Monday, March 7, 2016

To Absent Friends - Al Wistert

Al Wistert
1920-2016

Former Philadelphia Eagles lineman Al Wistert died yesterday at the age of 95.  I am sure that older Eagles fans throughout the eastern half of Pennsylvania are mourning the loss of this gentleman, but his passing is being noted in The Grandstander due to the fact that Wistert was the last surviving member of the NFL's 1943 wartime combination/merged team of the Pittsburgh Steelers and Philadelphia Eagles.  Known in the Official NFL record books as simply "Phil-Pitt", they were more commonly known then and are remembered now - if they are remembered at all - as the "Steagles".  Amazingly, for all its avariciousness, the National Football League has never trademarked or licensed the name "Steagles", so this historical footnote of an NFL franchise is not officially recognized by the name for which it is known.

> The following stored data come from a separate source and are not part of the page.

use bevy::{log::debug, math::Vec2};
use bevy_rig_animation_core::{
    blend_tree::{BlendTree, BlendTreeNode, ChildMotion, FreeformMode},
    clip::{ClipLibrary, ClipSettings},
    controller::AnimatorController,
    errors::ValidationError,
    layers::{LayerBlendMode, LayerDefinition},
    mask::{BodyPart, BodyParts},
    parameters::{ParameterKind, ParameterTable, ParameterValue},
    state_machine::{Condition, InterruptionSource, Motion, State, StateMachine, Transition},
};
use indexmap::IndexMap;
use serde::{Deserialize, Serialize};

use crate::loader::ClipProvider;

const NUMERIC: &[ParameterKind] = &[ParameterKind::Float, ParameterKind::Int];
const FLAG: &[ParameterKind] = &[ParameterKind::Bool, ParameterKind::Trigger];

fn one() -> f32 {
    1.
}

fn yes() -> bool {
    true
}

fn default_transition_duration() -> f32 {
    0.25
}

#[derive(Serialize, Deserialize, Clone, Debug)]
pub struct ParameterSerial {
    pub name: String,
    pub default: ParameterValue,
}

#[derive(Serialize, Deserialize, Clone, Debug)]
pub struct ClipSerial {
    pub name: String,
    #[serde(default)]
    pub settings: ClipSettings,
}

#[derive(Serialize, Deserialize, Clone, Debug)]
pub struct BlendChildSerial<T> {
    /// Threshold, position or weight parameter of the child, depending on the parent node.
    pub at: T,
    pub motion: BlendNodeSerial,
    #[serde(default = "one")]
    pub time_scale: f32,
    #[serde(default)]
    pub cycle_offset: f32,
    #[serde(default)]
    pub mirror: bool,
}

#[derive(Serialize, Deserialize, Clone, Debug)]
pub enum BlendNodeSerial {
    Clip(String),
    Blend1D {
        parameter: String,
        children: Vec<BlendChildSerial<f32>>,
    },
    SimpleDirectional2D {
        parameters: (String, String),
        children: Vec<BlendChildSerial<(f32, f32)>>,
    },
    Freeform2D {
        parameters: (String, String),
        #[serde(default)]
        mode: FreeformMode,
        children: Vec<BlendChildSerial<(f32, f32)>>,
    },
    Direct {
        children: Vec<BlendChildSerial<String>>,
    },
}

#[derive(Serialize, Deserialize, Clone, Debug)]
pub struct BlendTreeSerial {
    pub name: String,
    pub root: BlendNodeSerial,
}

#[derive(Serialize, Deserialize, Clone, Debug, Default)]
pub enum MotionSerial {
    #[default]
    None,
    Clip(String),
    BlendTree(String),
}

#[derive(Serialize, Deserialize, Clone, Debug)]
pub enum ConditionSerial {
    If(String),
    IfNot(String),
    Greater(String, f32),
    Less(String, f32),
    Equals(String, f32),
    NotEqual(String, f32),
    ExitTime(f32),
}

#[derive(Serialize, Deserialize, Clone, Debug)]
pub struct TransitionSerial {
    pub to: String,
    #[serde(default = "default_transition_duration")]
    pub duration: f32,
    /// Whether `duration` is in seconds rather than a fraction of the source state.
    #[serde(default)]
    pub fixed_duration: bool,
    #[serde(default)]
    pub offset: f32,
    #[serde(default)]
    pub conditions: Vec<ConditionSerial>,
    #[serde(default)]
    pub interruption_source: InterruptionSource,
    #[serde(default)]
    pub can_transition_to_self: bool,
}

#[derive(Serialize, Deserialize, Clone, Debug)]
pub struct StateSerial {
    pub name: String,
    #[serde(default)]
    pub motion: MotionSerial,
    #[serde(default = "one")]
    pub speed: f32,
    #[serde(default)]
    pub speed_parameter: Option<String>,
    #[serde(default)]
    pub cycle_offset: f32,
    #[serde(default)]
    pub mirror: bool,
    #[serde(default)]
    pub mirror_parameter: Option<String>,
    #[serde(default)]
    pub foot_ik: bool,
    #[serde(default)]
    pub tag: Option<String>,
    #[serde(default)]
    pub transitions: Vec<TransitionSerial>,
}

#[derive(Serialize, Deserialize, Clone, Debug, Default)]
pub struct StateMachineSerial {
    /// Defaults to the first state.
    #[serde(default)]
    pub default_state: Option<String>,
    #[serde(default)]
    pub states: Vec<StateSerial>,
    #[serde(default)]
    pub any_state: Vec<TransitionSerial>,
}

#[derive(Serialize, Deserialize, Clone, Debug)]
pub struct LayerSerial {
    pub name: String,
    #[serde(default = "one")]
    pub weight: f32,
    #[serde(default)]
    pub mode: LayerBlendMode,
    /// Body parts the layer may touch. Every part when absent.
    #[serde(default)]
    pub mask: Option<Vec<BodyPart>>,
    #[serde(default = "yes")]
    pub ik_pass: bool,
    pub state_machine: StateMachineSerial,
}

#[derive(Serialize, Deserialize, Clone, Debug)]
pub struct ControllerSerial {
    pub name: String,
    #[serde(default)]
    pub parameters: Vec<ParameterSerial>,
    #[serde(default)]
    pub clips: Vec<ClipSerial>,
    #[serde(default)]
    pub blend_trees: Vec<BlendTreeSerial>,
    pub layers: Vec<LayerSerial>,
}

/// Name tables a document is resolved against.
struct Names<'a> {
    parameters: &'a ParameterTable,
    clips: &'a ClipLibrary,
    blend_trees: &'a IndexMap<String, usize>,
}

impl Names<'_> {
    fn numeric(&self, name: &str) -> Result<usize, ValidationError> {
        self.parameters.resolve(name, NUMERIC, "a number")
    }

    fn flag(&self, name: &str) -> Result<usize, ValidationError> {
        self.parameters.resolve(name, FLAG, "a flag")
    }
}

impl ControllerSerial {
    /// Resolves every name of the document and validates the result.
    pub fn resolve(
        &self,
        provider: &impl ClipProvider,
    ) -> Result<AnimatorController, ValidationError> {
        let mut parameters = ParameterTable::new();
        for parameter in &self.parameters {
            parameters.add(parameter.name.clone(), parameter.default)?;
        }

        let mut clips = ClipLibrary::new();
        for clip in &self.clips {
            let source = provider
                .clip(&clip.name)
                .ok_or_else(|| ValidationError::UnknownClip(clip.name.clone()))?;
            clips.add(clip.name.clone(), source, clip.settings.clone())?;
        }

        let mut tree_indices = IndexMap::new();
        for (index, tree) in self.blend_trees.iter().enumerate() {
            if tree_indices.insert(tree.name.clone(), index).is_some() {
                return Err(ValidationError::DuplicateName(tree.name.clone()));
            }
        }
        let names = Names {
            parameters: &parameters,
            clips: &clips,
            blend_trees: &tree_indices,
        };

        let blend_trees = self
            .blend_trees
            .iter()
            .map(|tree| tree.resolve(&names))
            .collect::<Result<Vec<_>, _>>()?;

        let mut layers = Vec::with_capacity(self.layers.len());
        let mut state_machines = Vec::with_capacity(self.layers.len());
        for layer in &self.layers {
            if layers
                .iter()
                .any(|existing: &LayerDefinition| existing.name == layer.name)
            {
                return Err(ValidationError::DuplicateName(layer.name.clone()));
            }
            state_machines.push(layer.state_machine.resolve(&layer.name, &names)?);
            let mask = match &layer.mask {
                Some(parts) => BodyParts::from_parts(parts.iter().copied()),
                None => BodyParts::all(),
            };
            let mut definition = LayerDefinition::new(layer.name.clone(), state_machines.len() - 1)
                .with_weight(layer.weight)
                .with_mode(layer.mode)
                .with_mask(mask);
            definition.ik_pass = layer.ik_pass;
            layers.push(definition);
        }

        debug!("Resolved controller document {:?}", self.name);
        AnimatorController::new(
            self.name.clone(),
            parameters,
            layers,
            state_machines,
            blend_trees,
            clips,
        )
    }
}

impl BlendTreeSerial {
    fn resolve(&self, names: &Names) -> Result<BlendTree, ValidationError> {
        let mut nodes = vec![];
        flatten(&self.root, names, &mut nodes)?;
        BlendTree::new(self.name.clone(), nodes)
    }
}

/// Pushes `node` and its subtree in pre-order, so that children always come after their parent.
fn flatten(
    node: &BlendNodeSerial,
    names: &Names,
    nodes: &mut Vec<BlendTreeNode>,
) -> Result<usize, ValidationError> {
    let index = nodes.len();
    nodes.push(BlendTreeNode::clip(0));

    let built = match node {
        BlendNodeSerial::Clip(name) => BlendTreeNode::clip(names.clips.resolve(name)?),
        BlendNodeSerial::Blend1D {
            parameter,
            children,
        } => {
            let parameter = names.numeric(parameter)?;
            let mut resolved = Vec::with_capacity(children.len());
            for child in children {
                resolved.push((child_motion(child, names, nodes)?, child.at));
            }
            BlendTreeNode::blend_1d(parameter, resolved)
        }
        BlendNodeSerial::SimpleDirectional2D {
            parameters,
            children,
        } => {
            let parameters = [names.numeric(&parameters.0)?, names.numeric(&parameters.1)?];
            let mut resolved = Vec::with_capacity(children.len());
            for child in children {
                let (x, y) = child.at;
                resolved.push((child_motion(child, names, nodes)?, Vec2::new(x, y)));
            }
            BlendTreeNode::simple_directional(parameters, resolved)
        }
        BlendNodeSerial::Freeform2D {
            parameters,
            mode,
            children,
        } => {
            let parameters = [names.numeric(&parameters.0)?, names.numeric(&parameters.1)?];
            let mut resolved = Vec::with_capacity(children.len());
            for child in children {
                let (x, y) = child.at;
                resolved.push((child_motion(child, names, nodes)?, Vec2::new(x, y)));
            }
            BlendTreeNode::freeform(parameters, *mode, resolved)
        }
        BlendNodeSerial::Direct { children } => {
            let mut resolved = Vec::with_capacity(children.len());
            for child in children {
                let parameter = names.numeric(&child.at)?;
                resolved.push((child_motion(child, names, nodes)?, parameter));
            }
            BlendTreeNode::direct(resolved)
        }
    };
    nodes[index] = built;
    Ok(index)
}

fn child_motion<T>(
    child: &BlendChildSerial<T>,
    names: &Names,
    nodes: &mut Vec<BlendTreeNode>,
) -> Result<ChildMotion, ValidationError> {
    Ok(ChildMotion {
        node: flatten(&child.motion, names, nodes)?,
        time_scale: child.time_scale,
        cycle_offset: child.cycle_offset,
        mirror: child.mirror,
    })
}

impl StateMachineSerial {
    fn resolve(&self, machine: &str, names: &Names) -> Result<StateMachine, ValidationError> {
        let mut states_by_name = IndexMap::new();
        for (index, state) in self.states.iter().enumerate() {
            if states_by_name.insert(state.name.as_str(), index).is_some() {
                return Err(ValidationError::DuplicateName(state.name.clone()));
            }
        }
        let state_index = |name: &str| {
            states_by_name
                .get(name)
                .copied()
                .ok_or_else(|| ValidationError::UnknownState {
                    machine: machine.to_string(),
                    state: name.to_string(),
                })
        };

        let default_state = match &self.default_state {
            Some(name) => state_index(name)?,
            None => 0,
        };

        let mut states = Vec::with_capacity(self.states.len());
        for serial in &self.states {
            let motion = match &serial.motion {
                MotionSerial::None => Motion::None,
                MotionSerial::Clip(name) => Motion::Clip(names.clips.resolve(name)?),
                MotionSerial::BlendTree(name) => Motion::BlendTree(
                    names
                        .blend_trees
                        .get(name)
                        .copied()
                        .ok_or_else(|| ValidationError::UnknownBlendTree(name.clone()))?,
                ),
            };
            let mut state = State::new(serial.name.clone(), motion);
            state.speed = serial.speed;
            state.speed_parameter = serial
                .speed_parameter
                .as_deref()
                .map(|name| names.numeric(name))
                .transpose()?;
            state.cycle_offset = serial.cycle_offset;
            state.mirror = serial.mirror;
            state.mirror_parameter = serial
                .mirror_parameter
                .as_deref()
                .map(|name| names.parameters.resolve(name, &[ParameterKind::Bool], "a bool"))
                .transpose()?;
            state.foot_ik = serial.foot_ik;
            state.tag = serial.tag.clone();
            for transition in &serial.transitions {
                state
                    .transitions
                    .push(transition.resolve(&state_index, names)?);
            }
            states.push(state);
        }

        let any_state = self
            .any_state
            .iter()
            .map(|transition| transition.resolve(&state_index, names))
            .collect::<Result<Vec<_>, _>>()?;

        StateMachine::new(machine, states, any_state, default_state)
    }
}

impl TransitionSerial {
    fn resolve(
        &self,
        state_index: &impl Fn(&str) -> Result<usize, ValidationError>,
        names: &Names,
    ) -> Result<Transition, ValidationError> {
        let mut transition = Transition::to(state_index(&self.to)?)
            .with_duration(self.duration, self.fixed_duration)
            .with_offset(self.offset)
            .with_interruption(self.interruption_source);
        transition.can_transition_to_self = self.can_transition_to_self;
        for condition in &self.conditions {
            transition = transition.with_condition(condition.resolve(names)?);
        }
        Ok(transition)
    }
}

impl ConditionSerial {
    fn resolve(&self, names: &Names) -> Result<Condition, ValidationError> {
        Ok(match self {
            Self::If(name) => Condition::If(names.flag(name)?),
            Self::IfNot(name) => Condition::IfNot(names.flag(name)?),
            Self::Greater(name, value) => Condition::Greater(names.numeric(name)?, *value),
            Self::Less(name, value) => Condition::Less(names.numeric(name)?, *value),
            Self::Equals(name, value) => Condition::Equals(names.numeric(name)?, *value),
            Self::NotEqual(name, value) => Condition::NotEqual(names.numeric(name)?, *value),
            Self::ExitTime(time) => Condition::ExitTime(*time),
        })
    }
}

For more on this team, I refer you to a terrific book by Matthew Algeo called "Last Team Standing".  I wrote about it in depth when I first read it back in 2011:


The New York Times obituary for Wistert told a great story about what happened following the 1949 NFL Championship game:

When the Eagles defeated the Rams in the 1949 N.F.L. championship game, the team’s management threw a victory banquet at the Bel-Air Country Club in Los Angeles. But the players’ rewards did not include championship rings.
As Wistert told it in Gordon Forbes’s “Tales From the Eagles Sidelines” (2002): “They gave us these Zippo cigarette lighters. They didn’t even have our names on them or anything else about the championship. I left mine at the table.”

RIP Al Wistert, the Last of the Steagles.